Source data
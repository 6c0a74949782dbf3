// Copyright (c) 2025 Erick Bourgeois, firestoned
// SPDX-License-Identifier: MIT

//! Requests handed to the pod mutators.

use crate::cluster::Cluster;
use crate::crd::DynaKube;
use crate::errors::WebhookError;
use crate::labels::ANNOTATION_CONTAINER_INJECTION_PREFIX;
use crate::webhook::workload::{find_root_owner, WorkloadInfo};
use k8s_openapi::api::core::v1::{Container, EnvVar, Namespace, Pod, Volume, VolumeMount};
use kube::ResourceExt;
use std::collections::BTreeMap;

/// The pod under admission together with what governs it.
#[derive(Clone, Debug)]
pub struct BaseRequest {
    pub pod: Pod,
    pub namespace: Namespace,
    pub dynakube: DynaKube,
}

impl BaseRequest {
    #[must_use]
    pub fn new(pod: Pod, namespace: Namespace, dynakube: DynaKube) -> Self {
        Self {
            pod,
            namespace,
            dynakube,
        }
    }

    #[must_use]
    pub fn pod_annotation(&self, key: &str) -> Option<&str> {
        self.pod.annotations().get(key).map(String::as_str)
    }

    /// Opt-in/out annotation of a mutator, falling back to automatic injection.
    #[must_use]
    pub fn injection_requested(&self, annotation: &str) -> bool {
        match self.pod_annotation(annotation) {
            Some("true") => true,
            Some("false") => false,
            _ => self.dynakube.feature_flags().automatic_injection(),
        }
    }

    /// Set a pod annotation, overwriting any previous value.
    pub fn set_pod_annotation(&mut self, key: &str, value: &str) {
        self.pod
            .metadata
            .annotations
            .get_or_insert_with(BTreeMap::new)
            .insert(key.to_string(), value.to_string());
    }

    /// `true` when the pod or the `DynaKube` excludes `container` from injection.
    #[must_use]
    pub fn is_container_excluded(&self, container: &str) -> bool {
        is_excluded(
            container,
            self.pod.metadata.annotations.as_ref(),
            self.dynakube.metadata.annotations.as_ref(),
        )
    }

    /// User containers that are not excluded from injection.
    pub fn injectable_containers(&mut self) -> Vec<&mut Container> {
        let pod_annotations = self.pod.metadata.annotations.as_ref();
        let dk_annotations = self.dynakube.metadata.annotations.as_ref();
        let Some(spec) = self.pod.spec.as_mut() else {
            return Vec::new();
        };
        spec.containers
            .iter_mut()
            .filter(|c| !is_excluded(&c.name, pod_annotations, dk_annotations))
            .collect()
    }

    /// Add `volume` to the pod unless a volume with that name already exists.
    pub fn ensure_volume(&mut self, volume: Volume) {
        let Some(spec) = self.pod.spec.as_mut() else {
            return;
        };
        let volumes = spec.volumes.get_or_insert_with(Vec::new);
        if !volumes.iter().any(|v| v.name == volume.name) {
            volumes.push(volume);
        }
    }

    /// Install init container already appended by an earlier pass.
    pub fn install_container_mut(&mut self, name: &str) -> Option<&mut Container> {
        self.pod
            .spec
            .as_mut()?
            .init_containers
            .as_mut()?
            .iter_mut()
            .find(|c| c.name == name)
    }
}

fn is_excluded(
    container: &str,
    pod_annotations: Option<&BTreeMap<String, String>>,
    dk_annotations: Option<&BTreeMap<String, String>>,
) -> bool {
    let key = format!("{ANNOTATION_CONTAINER_INJECTION_PREFIX}{container}");
    [pod_annotations, dk_annotations]
        .into_iter()
        .flatten()
        .any(|annotations| annotations.get(&key).is_some_and(|v| v == "false"))
}

/// A first-pass mutation: the base request plus the install container being assembled.
#[derive(Clone, Debug)]
pub struct MutationRequest {
    pub base: BaseRequest,
    pub install_container: Container,
    workload: Option<WorkloadInfo>,
}

impl MutationRequest {
    #[must_use]
    pub fn new(base: BaseRequest, install_container: Container) -> Self {
        Self {
            base,
            install_container,
            workload: None,
        }
    }

    /// Root owner of the pod, resolved once per request.
    ///
    /// # Errors
    ///
    /// Returns [`WebhookError::Lookup`] when an owner cannot be read.
    pub async fn workload(&mut self, cluster: &dyn Cluster) -> Result<WorkloadInfo, WebhookError> {
        if let Some(workload) = &self.workload {
            return Ok(workload.clone());
        }
        let namespace = self.base.namespace.name_any();
        let workload = find_root_owner(cluster, &namespace, &self.base.pod).await?;
        self.workload = Some(workload.clone());
        Ok(workload)
    }
}

// ----------------------------------------------------------------------------
// Container helpers shared by the mutators
// ----------------------------------------------------------------------------

#[must_use]
pub fn find_env<'a>(container: &'a Container, name: &str) -> Option<&'a EnvVar> {
    container.env.as_ref()?.iter().find(|e| e.name == name)
}

/// Append an env var unless one with that name already exists. Returns `true` when added.
pub fn add_env_if_missing(container: &mut Container, env: EnvVar) -> bool {
    let envs = container.env.get_or_insert_with(Vec::new);
    if envs.iter().any(|e| e.name == env.name) {
        return false;
    }
    envs.push(env);
    true
}

/// Set a plain env var, replacing its value when present.
pub fn set_env(container: &mut Container, name: &str, value: String) {
    let envs = container.env.get_or_insert_with(Vec::new);
    match envs.iter_mut().find(|e| e.name == name) {
        Some(existing) => {
            existing.value = Some(value);
            existing.value_from = None;
        }
        None => envs.push(EnvVar {
            name: name.to_string(),
            value: Some(value),
            ..Default::default()
        }),
    }
}

#[must_use]
pub fn has_volume_mount(container: &Container, volume: &str) -> bool {
    container
        .volume_mounts
        .as_ref()
        .is_some_and(|mounts| mounts.iter().any(|m| m.name == volume))
}

pub fn add_volume_mount(container: &mut Container, mount: VolumeMount) {
    container.volume_mounts.get_or_insert_with(Vec::new).push(mount);
}

#[cfg(test)]
#[path = "request_tests.rs"]
mod request_tests;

### TASK BRIEF
All the lines above are to be copied exactly, with none left out.

### SOLUTION TO THIS TASK
repository 6c0a74949782dbf3
// Copyright (c) 2025 Erick Bourgeois, firestoned
// SPDX-License-Identifier: MIT

//! Requests handed to the pod mutators.

use crate::cluster::Cluster;
use crate::crd::DynaKube;
use crate::errors::WebhookError;
use crate::labels::ANNOTATION_CONTAINER_INJECTION_PREFIX;
use crate::webhook::workload::{find_root_owner, WorkloadInfo};
use k8s_openapi::api::core::v1::{Container, EnvVar, Namespace, Pod, Volume, VolumeMount};
use kube::ResourceExt;
use std::collections::BTreeMap;

/// The pod under admission together with what governs it.
#[derive(Clone, Debug)]
pub struct BaseRequest {
    pub pod: Pod,
    pub namespace: Namespace,
    pub dynakube: DynaKube,
}

impl BaseRequest {
    #[must_use]
    pub fn new(pod: Pod, namespace: Namespace, dynakube: DynaKube) -> Self {
        Self {
            pod,
            namespace,
            dynakube,
        }
    }

    #[must_use]
    pub fn pod_annotation(&self, key: &str) -> Option<&str> {
        self.pod.annotations().get(key).map(String::as_str)
    }

    /// Opt-in/out annotation of a mutator, falling back to automatic injection.
    #[must_use]
    pub fn injection_requested(&self, annotation: &str) -> bool {
        match self.pod_annotation(annotation) {
            Some("true") => true,
            Some("false") => false,
            _ => self.dynakube.feature_flags().automatic_injection(),
        }
    }

    /// Set a pod annotation, overwriting any previous value.
    pub fn set_pod_annotation(&mut self, key: &str, value: &str) {
        self.pod
            .metadata
            .annotations
            .get_or_insert_with(BTreeMap::new)
            .insert(key.to_string(), value.to_string());
    }

    /// `true` when the pod or the `DynaKube` excludes `container` from injection.
    #[must_use]
    pub fn is_container_excluded(&self, container: &str) -> bool {
        is_excluded(
            container,
            self.pod.metadata.annotations.as_ref(),
            self.dynakube.metadata.annotations.as_ref(),
        )
    }

    /// User containers that are not excluded from injection.
    pub fn injectable_containers(&mut self) -> Vec<&mut Container> {
        let pod_annotations = self.pod.metadata.annotations.as_ref();
        let dk_annotations = self.dynakube.metadata.annotations.as_ref();
        let Some(spec) = self.pod.spec.as_mut() else {
            return Vec::new();
        };
        spec.containers
            .iter_mut()
            .filter(|c| !is_excluded(&c.name, pod_annotations, dk_annotations))
            .collect()
    }

    /// Add `volume` to the pod unless a volume with that name already exists.
    pub fn ensure_volume(&mut self, volume: Volume) {
        let Some(spec) = self.pod.spec.as_mut() else {
            return;
        };
        let volumes = spec.volumes.get_or_insert_with(Vec::new);
        if !volumes.iter().any(|v| v.name == volume.name) {
            volumes.push(volume);
        }
    }

    /// Install init container already appended by an earlier pass.
    pub fn install_container_mut(&mut self, name: &str) -> Option<&mut Container> {
        self.pod
            .spec
            .as_mut()?
            .init_containers
            .as_mut()?
            .iter_mut()
            .find(|c| c.name == name)
    }
}

fn is_excluded(
    container: &str,
    pod_annotations: Option<&BTreeMap<String, String>>,
    dk_annotations: Option<&BTreeMap<String, String>>,
) -> bool {
    let key = format!("{ANNOTATION_CONTAINER_INJECTION_PREFIX}{container}");
    [pod_annotations, dk_annotations]
        .into_iter()
        .flatten()
        .any(|annotations| annotations.get(&key).is_some_and(|v| v == "false"))
}

/// A first-pass mutation: the base request plus the install container being assembled.
#[derive(Clone, Debug)]
pub struct MutationRequest {
    pub base: BaseRequest,
    pub install_container: Container,
    workload: Option<WorkloadInfo>,
}

impl MutationRequest {
    #[must_use]
    pub fn new(base: BaseRequest, install_container: Container) -> Self {
        Self {
            base,
            install_container,
            workload: None,
        }
    }

    /// Root owner of the pod, resolved once per request.
    ///
    /// # Errors
    ///
    /// Returns [`WebhookError::Lookup`] when an owner cannot be read.
    pub async fn workload(&mut self, cluster: &dyn Cluster) -> Result<WorkloadInfo, WebhookError> {
        if let Some(workload) = &self.workload {
            return Ok(workload.clone());
        }
        let namespace = self.base.namespace.name_any();
        let workload = find_root_owner(cluster, &namespace, &self.base.pod).await?;
        self.workload = Some(workload.clone());
        Ok(workload)
    }
}

// ----------------------------------------------------------------------------
// Container helpers shared by the mutators
// ----------------------------------------------------------------------------

#[must_use]
pub fn find_env<'a>(container: &'a Container, name: &str) -> Option<&'a EnvVar> {
    container.env.as_ref()?.iter().find(|e| e.name == name)
}

/// Append an env var unless one with that name already exists. Returns `true` when added.
pub fn add_env_if_missing(container: &mut Container, env: EnvVar) -> bool {
    let envs = container.env.get_or_insert_with(Vec::new);
    if envs.iter().any(|e| e.name == env.name) {
        return false;
    }
    envs.push(env);
    true
}

/// Set a plain env var, replacing its value when present.
pub fn set_env(container: &mut Container, name: &str, value: String) {
    let envs = container.env.get_or_insert_with(Vec::new);
    match envs.iter_mut().find(|e| e.name == name) {
        Some(existing) => {
            existing.value = Some(value);
            existing.value_from = None;
        }
        None => envs.push(EnvVar {
            name: name.to_string(),
            value: Some(value),
            ..Default::default()
        }),
    }
}

#[must_use]
pub fn has_volume_mount(container: &Container, volume: &str) -> bool {
    container
        .volume_mounts
        .as_ref()
        .is_some_and(|mounts| mounts.iter().any(|m| m.name == volume))
}

pub fn add_volume_mount(container: &mut Container, mount: VolumeMount) {
    container.volume_mounts.get_or_insert_with(Vec::new).push(mount);
}

#[cfg(test)]
#[path = "request_tests.rs"]
mod request_tests;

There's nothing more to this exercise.